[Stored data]
========================

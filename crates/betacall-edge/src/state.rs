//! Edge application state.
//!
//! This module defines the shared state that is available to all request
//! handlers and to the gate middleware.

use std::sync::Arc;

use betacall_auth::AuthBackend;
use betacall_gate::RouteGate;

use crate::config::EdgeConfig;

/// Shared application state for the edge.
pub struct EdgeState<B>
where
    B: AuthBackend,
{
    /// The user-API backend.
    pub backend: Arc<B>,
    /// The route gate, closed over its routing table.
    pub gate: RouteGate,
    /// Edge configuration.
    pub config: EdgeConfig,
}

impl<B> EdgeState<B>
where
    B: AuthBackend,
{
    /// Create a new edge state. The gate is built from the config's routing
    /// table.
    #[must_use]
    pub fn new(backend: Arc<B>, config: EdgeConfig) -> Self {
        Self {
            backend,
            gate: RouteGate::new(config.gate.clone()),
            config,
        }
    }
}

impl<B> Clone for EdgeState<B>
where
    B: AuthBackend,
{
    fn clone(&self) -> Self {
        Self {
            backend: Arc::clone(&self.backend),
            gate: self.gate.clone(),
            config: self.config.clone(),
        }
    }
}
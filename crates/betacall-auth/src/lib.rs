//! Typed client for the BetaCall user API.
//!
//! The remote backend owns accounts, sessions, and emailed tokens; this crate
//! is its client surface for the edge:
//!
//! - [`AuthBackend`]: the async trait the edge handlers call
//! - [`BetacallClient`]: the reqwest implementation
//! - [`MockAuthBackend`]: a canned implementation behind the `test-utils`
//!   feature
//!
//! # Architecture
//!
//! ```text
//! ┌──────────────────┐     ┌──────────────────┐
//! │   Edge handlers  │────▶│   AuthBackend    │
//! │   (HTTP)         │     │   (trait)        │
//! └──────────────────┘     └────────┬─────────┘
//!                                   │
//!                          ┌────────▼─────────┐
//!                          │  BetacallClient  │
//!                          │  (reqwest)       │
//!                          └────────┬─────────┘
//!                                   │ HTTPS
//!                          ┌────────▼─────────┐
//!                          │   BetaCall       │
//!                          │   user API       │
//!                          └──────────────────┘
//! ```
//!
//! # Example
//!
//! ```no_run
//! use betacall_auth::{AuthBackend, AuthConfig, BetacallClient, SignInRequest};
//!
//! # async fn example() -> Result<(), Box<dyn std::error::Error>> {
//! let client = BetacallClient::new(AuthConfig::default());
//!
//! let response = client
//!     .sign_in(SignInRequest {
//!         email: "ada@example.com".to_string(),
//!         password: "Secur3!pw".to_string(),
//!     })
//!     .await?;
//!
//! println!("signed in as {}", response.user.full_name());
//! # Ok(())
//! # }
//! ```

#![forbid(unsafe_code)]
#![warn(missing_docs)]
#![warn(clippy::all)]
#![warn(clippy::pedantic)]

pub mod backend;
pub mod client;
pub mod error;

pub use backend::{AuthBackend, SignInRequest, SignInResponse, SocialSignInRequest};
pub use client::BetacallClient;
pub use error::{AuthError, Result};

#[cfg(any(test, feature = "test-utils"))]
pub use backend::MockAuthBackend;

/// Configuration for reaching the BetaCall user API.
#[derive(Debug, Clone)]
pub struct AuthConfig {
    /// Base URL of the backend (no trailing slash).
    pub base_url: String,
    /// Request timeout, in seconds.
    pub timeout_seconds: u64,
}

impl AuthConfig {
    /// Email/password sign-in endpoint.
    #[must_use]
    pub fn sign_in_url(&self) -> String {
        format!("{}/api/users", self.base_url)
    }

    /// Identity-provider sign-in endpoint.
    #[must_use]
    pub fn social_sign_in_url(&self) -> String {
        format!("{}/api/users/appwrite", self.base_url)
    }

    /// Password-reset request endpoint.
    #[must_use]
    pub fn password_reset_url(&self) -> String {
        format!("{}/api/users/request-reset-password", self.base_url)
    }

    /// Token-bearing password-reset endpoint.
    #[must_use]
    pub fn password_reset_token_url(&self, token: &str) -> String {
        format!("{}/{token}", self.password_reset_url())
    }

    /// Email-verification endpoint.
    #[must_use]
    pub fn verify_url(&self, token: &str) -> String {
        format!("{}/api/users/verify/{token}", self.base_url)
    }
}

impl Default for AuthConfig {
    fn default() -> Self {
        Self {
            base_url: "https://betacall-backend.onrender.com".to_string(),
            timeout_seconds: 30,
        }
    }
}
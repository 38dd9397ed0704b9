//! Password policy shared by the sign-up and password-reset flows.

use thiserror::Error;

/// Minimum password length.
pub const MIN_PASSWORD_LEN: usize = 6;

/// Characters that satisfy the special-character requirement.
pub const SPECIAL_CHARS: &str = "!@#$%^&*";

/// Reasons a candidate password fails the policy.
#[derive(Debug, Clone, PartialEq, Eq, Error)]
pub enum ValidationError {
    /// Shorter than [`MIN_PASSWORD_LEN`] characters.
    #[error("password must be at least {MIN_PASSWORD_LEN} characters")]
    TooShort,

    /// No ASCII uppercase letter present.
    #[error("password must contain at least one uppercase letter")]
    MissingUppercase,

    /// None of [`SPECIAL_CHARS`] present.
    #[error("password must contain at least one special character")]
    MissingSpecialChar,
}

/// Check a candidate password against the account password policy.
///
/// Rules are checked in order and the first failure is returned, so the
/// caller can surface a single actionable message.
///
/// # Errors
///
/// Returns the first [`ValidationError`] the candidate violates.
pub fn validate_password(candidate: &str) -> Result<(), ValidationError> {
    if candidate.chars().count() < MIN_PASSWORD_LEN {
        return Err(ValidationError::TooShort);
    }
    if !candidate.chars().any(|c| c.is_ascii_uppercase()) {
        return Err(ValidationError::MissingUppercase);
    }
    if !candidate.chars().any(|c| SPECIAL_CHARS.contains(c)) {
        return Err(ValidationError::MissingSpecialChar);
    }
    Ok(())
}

========================

◆ Exercise details
Only a number is asked for here: the count of lines in the records that hold "MissingSpecialChar".

◆ Answer to the problem
2